For analysis of variables, independent t test and Pearson chi-square test were performed using MedCalc for Windows, version 19.1 (MedCalc Software, Ostend, Belgium). A two-tailed P value less than 0.05 was considered statistically significant.

Results

Table 1 shows the demographic and clinical characteristics of the patients. Group L and Group C did not significantly differ in age, gender, pathology results, or extent of surgery type. The median (interquartile range) operative time was 99 (82 – 115) minutes in Group L, and was 110 (92 -127) minutes in Group C.

TABLE 1

Table 1 Demographic and characteristics between groups.

Table 2 shows the overall complication rates of hematoma, hypocalcemia (temporary/ permanent), and RLN (temporary/ permanent) palsy were 0.9%, 24.9% (24.6%/0.3%), and 1.7% (1.5%/0.2%), respectively.

TABLE 2

Table 2 Surgical complication rates between groups.

The incidence of postoperative hematoma requiring emergent surgical intervention was significantly lower in Group L compared to Group C (0.0% vs. 1.8%; p = 0.0026). The 9 (1.8%) patients with hematoma in Group C were successfully treated without long-term morbidity (Table 2).

In the total thyroidectomy patients, postoperative hypocalcemia occurred in 76 cases in Group L (76/379 = 20.1%) and in 110 cases in Group C (110/367 = 30.0%), which was a significant difference between groups (p = 0.0032).
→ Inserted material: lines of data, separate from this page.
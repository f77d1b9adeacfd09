use crate::error::{RenameError, Result};
use crate::extractor::split_extension;
use std::collections::HashSet;
use std::fs;
use std::path::{Path, PathBuf};
use tracing::info;

pub const DEFAULT_MAX_SUFFIX_ATTEMPTS: usize = 10_000;

/// Decides whether a candidate target name is already taken.
pub trait CollisionCheck {
    fn is_taken(&self, candidate: &Path) -> bool;
}

impl<F> CollisionCheck for F
where
    F: Fn(&Path) -> bool,
{
    fn is_taken(&self, candidate: &Path) -> bool {
        self(candidate)
    }
}

/// Targets already handed out during a dry run.
#[derive(Debug, Clone, Default)]
pub struct ClaimedTargets {
    claimed: HashSet<PathBuf>,
}

impl ClaimedTargets {
    pub fn new() -> Self {
        Self::default()
    }

    pub fn contains(&self, path: &Path) -> bool {
        self.claimed.contains(path)
    }

    /// Returns `false` if the target was already claimed.
    pub fn claim(&mut self, path: PathBuf) -> bool {
        self.claimed.insert(path)
    }

    pub fn len(&self) -> usize {
        self.claimed.len()
    }

    pub fn is_empty(&self) -> bool {
        self.claimed.is_empty()
    }
}

impl CollisionCheck for ClaimedTargets {
    fn is_taken(&self, candidate: &Path) -> bool {
        self.contains(candidate)
    }
}

/// Live file system lookup. Dangling symlinks count as taken.
#[derive(Debug, Clone, Copy, Default)]
pub struct ExistingFiles;

impl CollisionCheck for ExistingFiles {
    fn is_taken(&self, candidate: &Path) -> bool {
        fs::symlink_metadata(candidate).is_ok()
    }
}

/// Picks the first free variant of `desired_name` next to `original`:
/// `name.ext`, `name-1.ext`, `name-2.ext`, ...
///
/// A candidate equal to `original` ends the search and returns `original`.
pub fn resolve_collision(
    original: &Path,
    desired_name: &str,
    check: &dyn CollisionCheck,
    max_attempts: usize,
) -> Result<PathBuf> {
    let parent = original.parent().unwrap_or_else(|| Path::new(""));
    let (stem, extension) = split_extension(desired_name);

    for n in 0..max_attempts {
        let name = if n == 0 {
            format!("{}{}", stem, extension)
        } else {
            format!("{}-{}{}", stem, n, extension)
        };
        let candidate = parent.join(&name);
        if candidate == original {
            return Ok(original.to_path_buf());
        }
        if !check.is_taken(&candidate) {
            if n != 0 {
                info!(path = %original.display(), new_name = %name, "de-duplicated name");
            }
            return Ok(candidate);
        }
    }

    Err(RenameError::SuffixExhausted {
        name: desired_name.to_string(),
        attempts: max_attempts,
    })
}

#[cfg(test)]
mod tests {
    use super::*;
    use std::fs;
    use tempfile::tempdir;

    const DESIRED: &str = "img-2023-06-15-14-22-33.jpg";

    fn first_taken(k: usize) -> impl Fn(&Path) -> bool {
        move |candidate: &Path| {
            let name = candidate
                .file_name()
                .and_then(|v| v.to_str())
                .unwrap_or_default();
            (0..k).any(|n| {
                let taken = if n == 0 {
                    DESIRED.to_string()
                } else {
                    format!("img-2023-06-15-14-22-33-{}.jpg", n)
                };
                taken == name
            })
        }
    }

    #[test]
    fn returns_bare_name_when_nothing_taken() {
        let original = Path::new("/photos/IMG_20230615_142233.jpg");
        let resolved = resolve_collision(original, DESIRED, &first_taken(0), 100).expect("resolve");
        assert_eq!(resolved, Path::new("/photos").join(DESIRED));
    }

    #[test]
    fn skips_first_k_taken_candidates() {
        let original = Path::new("/photos/IMG_20230615_142233.jpg");
        for k in 1..5 {
            let resolved =
                resolve_collision(original, DESIRED, &first_taken(k), 100).expect("resolve");
            assert_eq!(
                resolved,
                Path::new("/photos").join(format!("img-2023-06-15-14-22-33-{}.jpg", k))
            );
        }
    }

    #[test]
    fn original_path_is_returned_unchanged() {
        let original = Path::new("/photos/img-2023-06-15-14-22-33-1.jpg");
        let resolved = resolve_collision(original, DESIRED, &first_taken(1), 100).expect("resolve");
        assert_eq!(resolved, original);
    }

    #[test]
    fn name_without_extension_gets_plain_suffix() {
        let original = Path::new("/photos/source");
        let taken = |p: &Path| p.ends_with("video-2023-06-15-14-22-33");
        let resolved =
            resolve_collision(original, "video-2023-06-15-14-22-33", &taken, 100).expect("resolve");
        assert_eq!(resolved, Path::new("/photos/video-2023-06-15-14-22-33-1"));
    }

    #[test]
    fn gives_up_after_max_attempts() {
        let original = Path::new("/photos/a.jpg");
        let err = resolve_collision(original, DESIRED, &|_: &Path| true, 3)
            .expect_err("everything is taken");
        assert!(matches!(
            err,
            RenameError::SuffixExhausted { attempts: 3, .. }
        ));
    }

    #[test]
    fn claimed_targets_track_membership() {
        let mut claimed = ClaimedTargets::new();
        let path = PathBuf::from("/photos").join(DESIRED);
        assert!(claimed.is_empty());
        assert!(!claimed.is_taken(&path));
        assert!(claimed.claim(path.clone()));
        assert!(!claimed.claim(path.clone()));
        assert!(claimed.is_taken(&path));
        assert_eq!(claimed.len(), 1);

        let resolved = resolve_collision(Path::new("/photos/b.jpg"), DESIRED, &claimed, 100)
            .expect("resolve");
        assert_eq!(resolved, Path::new("/photos/img-2023-06-15-14-22-33-1.jpg"));
    }

    #[test]
    fn existing_files_checks_the_disk() {
        let temp = tempdir().expect("tempdir");
        let taken = temp.path().join(DESIRED);
        fs::write(&taken, b"x").expect("write existing");

        let original = temp.path().join("IMG_20230615_142233.jpg");
        assert!(ExistingFiles.is_taken(&taken));
        assert!(!ExistingFiles.is_taken(&original));

        let resolved = resolve_collision(&original, DESIRED, &ExistingFiles, 100).expect("resolve");
        assert_eq!(resolved, temp.path().join("img-2023-06-15-14-22-33-1.jpg"));
    }
}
Two cases in Group C developed permanent hypocalcemia (Table 2). All patients with hypocalcemia were continuous monitored and well-controlled with calcium and vitamin D supplementation.

The RLN injury patterns were shown in Table 3. Unilateral RLN palsy occurred in 12/870 nerves of Group L and in 18/867 nerves of Group C. The incidence of RLN palsy did not significantly differ between Group L and Group C (1.38% vs. 2.08%; p = 0.2652). Among the 12 nerves with postoperative RLN palsy in Group L, four nerves (33.3%) injured by traction and another four nerves (33.3%) injured by mechanical trauma during nerve dissection all showed temporary palsy. The remaining four nerves (33.3%) injured by lateral thermal spread; two nerves showed temporary palsy but the other two nerves showed permanent palsy. Tissue contraction can reduce the safe distance during LSJ activation and can increase the risk of thermal injury (Supplementary Video 2). In this video, an adequate safe distance had been reserved before LSJ activation, and the EMG signal of the nerve had not changed after this hemostatic technique.

TABLE 3

Table 3 Recurrent laryngeal nerve injuries patterns.

Of the 18 nerves in Group C, 10 nerves (55.6%) injured by traction, and six nerves (33.3%) injured by mechanical trauma during nerve dissection all showed temporary palsy, while the other two nerves (11.1%) were intentionally sacrificed due to nerve encasement by tumor and showed permanent palsy (Table 3).

Discussion

Over the past decade, the use of IONM techniques in neck endocrine surgeries worldwide has progressively risen and with this expansion has come novel research directed at improving IONM procedural and technical factors and developing new monitoring techniques. This study investigates a novel LSJ technique for sutureless thyroidectomy and compares the surgical complication rates between LSJ and conventional clamp-and-tie technique in 1000 consecutive neuro-monitored thyroidectomy patients. The result show that the overall complication rates is low in neuro-monitored thyroidectomy, and the LSJ is feasible for performing completely sutureless thyroidectomy and obtains superior outcomes of postoperative hematoma and hypocalcemia in comparison with clamp-and-tie hemostatic technique (Table 2). The novel LSJ technique using double or overlapped sealing before cutting the large vessels or isthmus of thyroid is useful for sutureless thyroidectomy (Supplementary Video 1). However, surgeons must carefully observe the tissue contraction that may reduce the LSJ-RLN distance and increase the risk of thermal injury during the LSJ activation (Supplementary Video 2).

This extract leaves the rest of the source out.